--- Data section Enclosed Below ---

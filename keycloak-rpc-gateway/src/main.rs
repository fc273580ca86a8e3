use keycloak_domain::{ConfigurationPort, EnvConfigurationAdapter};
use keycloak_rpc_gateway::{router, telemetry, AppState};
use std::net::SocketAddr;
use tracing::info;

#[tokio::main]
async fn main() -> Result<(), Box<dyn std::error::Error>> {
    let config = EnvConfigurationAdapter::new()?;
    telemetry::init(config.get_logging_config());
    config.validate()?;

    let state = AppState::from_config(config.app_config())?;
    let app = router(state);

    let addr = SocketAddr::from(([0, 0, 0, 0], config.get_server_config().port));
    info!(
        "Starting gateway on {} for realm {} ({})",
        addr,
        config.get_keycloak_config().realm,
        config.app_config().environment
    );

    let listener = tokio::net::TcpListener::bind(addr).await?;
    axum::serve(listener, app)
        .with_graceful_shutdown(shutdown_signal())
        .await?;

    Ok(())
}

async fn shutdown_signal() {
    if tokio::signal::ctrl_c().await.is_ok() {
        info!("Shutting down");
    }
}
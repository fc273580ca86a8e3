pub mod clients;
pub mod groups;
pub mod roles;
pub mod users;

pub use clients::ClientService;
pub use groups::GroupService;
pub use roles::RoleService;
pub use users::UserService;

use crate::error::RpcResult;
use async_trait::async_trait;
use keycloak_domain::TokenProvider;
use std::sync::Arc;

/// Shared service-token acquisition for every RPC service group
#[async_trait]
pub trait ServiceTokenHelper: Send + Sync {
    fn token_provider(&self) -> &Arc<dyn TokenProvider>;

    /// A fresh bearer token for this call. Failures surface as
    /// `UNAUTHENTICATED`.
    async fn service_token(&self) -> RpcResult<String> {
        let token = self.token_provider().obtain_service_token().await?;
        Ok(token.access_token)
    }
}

--- End of Enclosed Data section ---
--- Data section Enclosed Below ---

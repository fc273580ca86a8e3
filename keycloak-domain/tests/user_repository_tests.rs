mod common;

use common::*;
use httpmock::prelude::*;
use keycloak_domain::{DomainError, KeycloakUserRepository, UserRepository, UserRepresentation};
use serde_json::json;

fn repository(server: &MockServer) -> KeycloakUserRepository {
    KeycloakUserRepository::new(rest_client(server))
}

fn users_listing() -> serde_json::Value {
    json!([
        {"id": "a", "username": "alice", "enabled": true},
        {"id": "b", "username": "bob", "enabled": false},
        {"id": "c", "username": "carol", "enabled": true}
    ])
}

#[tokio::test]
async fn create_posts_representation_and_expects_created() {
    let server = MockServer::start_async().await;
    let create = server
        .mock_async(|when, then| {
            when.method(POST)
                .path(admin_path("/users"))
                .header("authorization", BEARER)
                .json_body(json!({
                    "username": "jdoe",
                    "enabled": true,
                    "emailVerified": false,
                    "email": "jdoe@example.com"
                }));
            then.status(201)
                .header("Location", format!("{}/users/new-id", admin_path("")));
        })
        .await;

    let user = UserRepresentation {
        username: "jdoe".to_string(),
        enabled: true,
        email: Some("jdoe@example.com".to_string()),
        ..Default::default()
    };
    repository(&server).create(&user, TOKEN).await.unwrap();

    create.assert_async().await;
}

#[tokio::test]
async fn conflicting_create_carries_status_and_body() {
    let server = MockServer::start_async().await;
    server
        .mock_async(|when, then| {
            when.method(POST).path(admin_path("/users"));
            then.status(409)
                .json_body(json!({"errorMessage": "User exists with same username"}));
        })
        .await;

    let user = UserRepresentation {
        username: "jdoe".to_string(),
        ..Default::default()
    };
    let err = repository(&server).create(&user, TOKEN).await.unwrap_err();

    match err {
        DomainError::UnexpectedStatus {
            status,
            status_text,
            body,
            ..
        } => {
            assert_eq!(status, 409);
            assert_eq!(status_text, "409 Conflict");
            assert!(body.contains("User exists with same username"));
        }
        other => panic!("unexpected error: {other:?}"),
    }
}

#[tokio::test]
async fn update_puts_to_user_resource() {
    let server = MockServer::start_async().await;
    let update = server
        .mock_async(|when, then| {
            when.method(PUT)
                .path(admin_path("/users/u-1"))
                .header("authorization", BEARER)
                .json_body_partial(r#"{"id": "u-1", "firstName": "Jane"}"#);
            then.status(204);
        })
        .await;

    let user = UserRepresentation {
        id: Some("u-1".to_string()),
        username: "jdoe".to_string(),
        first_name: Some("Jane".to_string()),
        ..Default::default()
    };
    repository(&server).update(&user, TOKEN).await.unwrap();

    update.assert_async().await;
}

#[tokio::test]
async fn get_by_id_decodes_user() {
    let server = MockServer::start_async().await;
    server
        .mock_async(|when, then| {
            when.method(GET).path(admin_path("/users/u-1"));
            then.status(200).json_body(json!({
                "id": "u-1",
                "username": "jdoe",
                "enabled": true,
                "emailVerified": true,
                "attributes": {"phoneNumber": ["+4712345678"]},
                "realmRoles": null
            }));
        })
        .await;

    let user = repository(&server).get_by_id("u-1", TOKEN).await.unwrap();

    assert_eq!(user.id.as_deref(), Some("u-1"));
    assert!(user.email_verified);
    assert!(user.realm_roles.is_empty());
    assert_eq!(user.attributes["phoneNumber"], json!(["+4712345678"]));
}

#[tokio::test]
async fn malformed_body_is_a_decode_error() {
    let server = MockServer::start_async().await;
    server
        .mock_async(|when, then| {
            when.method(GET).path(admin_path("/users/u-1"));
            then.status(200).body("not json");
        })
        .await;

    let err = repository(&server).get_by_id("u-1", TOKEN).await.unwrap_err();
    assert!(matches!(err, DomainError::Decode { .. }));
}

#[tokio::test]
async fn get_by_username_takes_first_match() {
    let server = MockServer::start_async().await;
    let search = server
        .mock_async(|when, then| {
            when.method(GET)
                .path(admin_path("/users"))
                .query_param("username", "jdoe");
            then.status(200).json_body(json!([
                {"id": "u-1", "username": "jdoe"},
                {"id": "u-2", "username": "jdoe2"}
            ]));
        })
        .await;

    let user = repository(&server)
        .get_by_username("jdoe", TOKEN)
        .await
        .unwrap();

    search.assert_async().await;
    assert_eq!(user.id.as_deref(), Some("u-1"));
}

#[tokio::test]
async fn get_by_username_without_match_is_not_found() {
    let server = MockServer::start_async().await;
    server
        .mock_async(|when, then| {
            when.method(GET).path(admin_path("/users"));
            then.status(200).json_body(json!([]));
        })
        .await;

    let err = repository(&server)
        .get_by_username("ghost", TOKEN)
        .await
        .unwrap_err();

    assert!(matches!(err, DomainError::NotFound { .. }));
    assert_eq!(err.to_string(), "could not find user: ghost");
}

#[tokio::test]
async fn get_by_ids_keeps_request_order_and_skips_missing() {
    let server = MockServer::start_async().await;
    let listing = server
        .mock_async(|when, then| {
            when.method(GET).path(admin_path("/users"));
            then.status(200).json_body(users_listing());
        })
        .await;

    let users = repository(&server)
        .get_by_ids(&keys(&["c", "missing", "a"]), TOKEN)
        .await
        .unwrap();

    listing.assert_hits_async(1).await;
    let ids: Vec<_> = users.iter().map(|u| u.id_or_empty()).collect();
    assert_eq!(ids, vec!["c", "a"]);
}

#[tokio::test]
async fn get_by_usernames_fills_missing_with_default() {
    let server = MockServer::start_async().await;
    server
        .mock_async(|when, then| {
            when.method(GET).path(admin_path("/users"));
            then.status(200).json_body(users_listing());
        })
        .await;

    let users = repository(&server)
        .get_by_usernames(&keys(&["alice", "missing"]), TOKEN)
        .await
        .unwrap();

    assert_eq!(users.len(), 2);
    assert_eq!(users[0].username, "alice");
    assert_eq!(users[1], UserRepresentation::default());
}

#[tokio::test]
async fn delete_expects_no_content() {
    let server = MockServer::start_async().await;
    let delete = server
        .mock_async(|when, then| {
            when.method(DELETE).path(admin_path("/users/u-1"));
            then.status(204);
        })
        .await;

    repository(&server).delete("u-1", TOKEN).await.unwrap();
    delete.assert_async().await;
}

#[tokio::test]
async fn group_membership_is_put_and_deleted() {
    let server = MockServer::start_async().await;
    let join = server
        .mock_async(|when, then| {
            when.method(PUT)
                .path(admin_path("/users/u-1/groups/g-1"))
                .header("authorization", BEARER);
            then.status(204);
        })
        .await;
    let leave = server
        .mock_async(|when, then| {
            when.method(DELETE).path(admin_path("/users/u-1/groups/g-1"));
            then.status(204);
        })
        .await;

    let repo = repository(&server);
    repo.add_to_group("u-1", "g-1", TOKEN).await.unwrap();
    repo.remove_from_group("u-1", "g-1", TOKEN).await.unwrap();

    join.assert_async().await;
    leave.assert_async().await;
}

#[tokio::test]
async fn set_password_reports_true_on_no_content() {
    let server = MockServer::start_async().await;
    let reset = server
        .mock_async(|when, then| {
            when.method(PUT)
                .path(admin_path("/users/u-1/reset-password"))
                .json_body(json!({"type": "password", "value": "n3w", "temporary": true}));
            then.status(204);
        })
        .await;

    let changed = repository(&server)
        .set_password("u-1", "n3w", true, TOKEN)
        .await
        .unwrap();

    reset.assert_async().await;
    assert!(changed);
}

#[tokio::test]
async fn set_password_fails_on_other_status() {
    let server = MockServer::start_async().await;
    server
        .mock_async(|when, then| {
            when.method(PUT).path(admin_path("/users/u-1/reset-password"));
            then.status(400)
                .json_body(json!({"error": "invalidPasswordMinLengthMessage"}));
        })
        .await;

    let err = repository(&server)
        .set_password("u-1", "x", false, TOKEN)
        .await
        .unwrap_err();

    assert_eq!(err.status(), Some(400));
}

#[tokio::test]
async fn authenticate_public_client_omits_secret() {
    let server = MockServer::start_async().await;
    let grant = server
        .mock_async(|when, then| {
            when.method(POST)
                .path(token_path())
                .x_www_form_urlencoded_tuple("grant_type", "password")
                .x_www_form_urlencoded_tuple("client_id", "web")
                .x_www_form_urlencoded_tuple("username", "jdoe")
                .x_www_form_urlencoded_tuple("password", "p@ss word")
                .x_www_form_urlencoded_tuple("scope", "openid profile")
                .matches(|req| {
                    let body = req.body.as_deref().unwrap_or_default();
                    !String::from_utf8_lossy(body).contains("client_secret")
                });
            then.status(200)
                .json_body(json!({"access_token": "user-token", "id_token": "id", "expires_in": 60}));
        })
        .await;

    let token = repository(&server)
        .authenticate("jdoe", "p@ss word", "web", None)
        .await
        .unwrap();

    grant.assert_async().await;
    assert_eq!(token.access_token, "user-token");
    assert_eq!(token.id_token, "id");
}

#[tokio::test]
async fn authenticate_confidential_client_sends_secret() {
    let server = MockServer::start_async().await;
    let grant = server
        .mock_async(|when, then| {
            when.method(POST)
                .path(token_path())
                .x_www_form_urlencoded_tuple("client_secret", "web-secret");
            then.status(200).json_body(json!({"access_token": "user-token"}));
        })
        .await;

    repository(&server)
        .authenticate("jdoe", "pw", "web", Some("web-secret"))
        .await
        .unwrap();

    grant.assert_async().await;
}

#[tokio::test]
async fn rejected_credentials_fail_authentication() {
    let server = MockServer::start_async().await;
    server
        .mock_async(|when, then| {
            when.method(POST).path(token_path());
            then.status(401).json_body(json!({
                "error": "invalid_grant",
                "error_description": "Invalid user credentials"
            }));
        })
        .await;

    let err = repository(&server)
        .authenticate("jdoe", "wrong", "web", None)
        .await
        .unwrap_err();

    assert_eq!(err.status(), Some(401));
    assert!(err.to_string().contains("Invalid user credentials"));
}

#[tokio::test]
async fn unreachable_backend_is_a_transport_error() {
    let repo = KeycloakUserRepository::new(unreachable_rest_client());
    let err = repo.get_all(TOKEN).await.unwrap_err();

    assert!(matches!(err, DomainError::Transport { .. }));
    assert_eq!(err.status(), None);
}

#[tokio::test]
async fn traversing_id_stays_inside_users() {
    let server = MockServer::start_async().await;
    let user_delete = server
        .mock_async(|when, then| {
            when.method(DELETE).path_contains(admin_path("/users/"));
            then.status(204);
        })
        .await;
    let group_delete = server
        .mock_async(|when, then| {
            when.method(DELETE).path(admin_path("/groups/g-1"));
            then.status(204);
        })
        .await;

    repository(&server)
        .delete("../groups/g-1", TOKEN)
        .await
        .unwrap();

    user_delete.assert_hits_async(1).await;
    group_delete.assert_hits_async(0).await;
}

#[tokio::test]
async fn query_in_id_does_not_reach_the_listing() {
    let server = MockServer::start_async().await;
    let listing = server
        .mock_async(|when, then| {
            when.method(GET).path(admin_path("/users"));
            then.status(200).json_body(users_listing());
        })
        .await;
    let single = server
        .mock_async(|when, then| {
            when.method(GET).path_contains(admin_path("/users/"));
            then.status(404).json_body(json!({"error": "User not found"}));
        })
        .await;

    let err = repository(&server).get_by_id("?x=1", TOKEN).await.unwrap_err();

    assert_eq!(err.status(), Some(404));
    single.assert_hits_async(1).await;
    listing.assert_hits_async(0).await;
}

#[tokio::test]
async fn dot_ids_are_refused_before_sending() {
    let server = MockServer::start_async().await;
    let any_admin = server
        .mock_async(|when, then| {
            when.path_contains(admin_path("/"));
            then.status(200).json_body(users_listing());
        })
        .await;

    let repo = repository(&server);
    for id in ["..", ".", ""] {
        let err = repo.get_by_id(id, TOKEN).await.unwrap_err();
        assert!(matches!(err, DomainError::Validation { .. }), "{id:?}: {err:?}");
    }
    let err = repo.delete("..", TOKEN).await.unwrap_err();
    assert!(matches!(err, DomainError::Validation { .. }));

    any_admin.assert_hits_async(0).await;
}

--- End of Enclosed Data section ---

*What is expected*
Among the records above, find the lines where the word "EnvConfigurationAdapter" appears and copy them.

*Answer to this exercise*
use keycloak_domain::{ConfigurationPort, EnvConfigurationAdapter};
    let config = EnvConfigurationAdapter::new()?;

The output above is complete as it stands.